*Activity*
Extract each line of the data and write it out again exactly.

··· Data extract ···

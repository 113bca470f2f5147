/// Health check endpoint
///
/// # Endpoint
///
/// ```text
/// GET /health
/// ```
///
/// # Response
///
/// ```json
/// {
///   "status": "healthy",
///   "version": "0.1.0",
///   "database": "connected"
/// }
/// ```

use crate::{app::AppState, error::ApiResult};
use axum::{extract::State, Json};
use serde::{Deserialize, Serialize};

/// Health check response
#[derive(Debug, Serialize, Deserialize)]
pub struct HealthResponse {
    /// Service status
    pub status: String,

    /// Application version
    pub version: String,

    /// Database status
    pub database: String,
}

/// Health check handler
///
/// Returns service health status including database connectivity.
pub async fn health_check(State(state): State<AppState>) -> ApiResult<Json<HealthResponse>> {
    let database_status = match sqlx::query("SELECT 1").fetch_one(&state.db).await {
        Ok(_) => "connected",
        Err(_) => "disconnected",
    };

    Ok(Json(HealthResponse {
        status: if database_status == "connected" {
            "healthy".to_string()
        } else {
            "degraded".to_string()
        },
        version: env!("CARGO_PKG_VERSION").to_string(),
        database: database_status.to_string(),
    }))
}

···

*Response to the exercise*
repository 113bca470f2f5147
/// Health check endpoint
///
/// # Endpoint
///
/// ```text
/// GET /health
/// ```
///
/// # Response
///
/// ```json
/// {
///   "status": "healthy",
///   "version": "0.1.0",
///   "database": "connected"
/// }
/// ```

use crate::{app::AppState, error::ApiResult};
use axum::{extract::State, Json};
use serde::{Deserialize, Serialize};

/// Health check response
#[derive(Debug, Serialize, Deserialize)]
pub struct HealthResponse {
    /// Service status
    pub status: String,

    /// Application version
    pub version: String,

    /// Database status
    pub database: String,
}

/// Health check handler
///
/// Returns service health status including database connectivity.
pub async fn health_check(State(state): State<AppState>) -> ApiResult<Json<HealthResponse>> {
    let database_status = match sqlx::query("SELECT 1").fetch_one(&state.db).await {
        Ok(_) => "connected",
        Err(_) => "disconnected",
    };

    Ok(Json(HealthResponse {
        status: if database_status == "connected" {
            "healthy".to_string()
        } else {
            "degraded".to_string()
        },
        version: env!("CARGO_PKG_VERSION").to_string(),
        database: database_status.to_string(),
    }))
}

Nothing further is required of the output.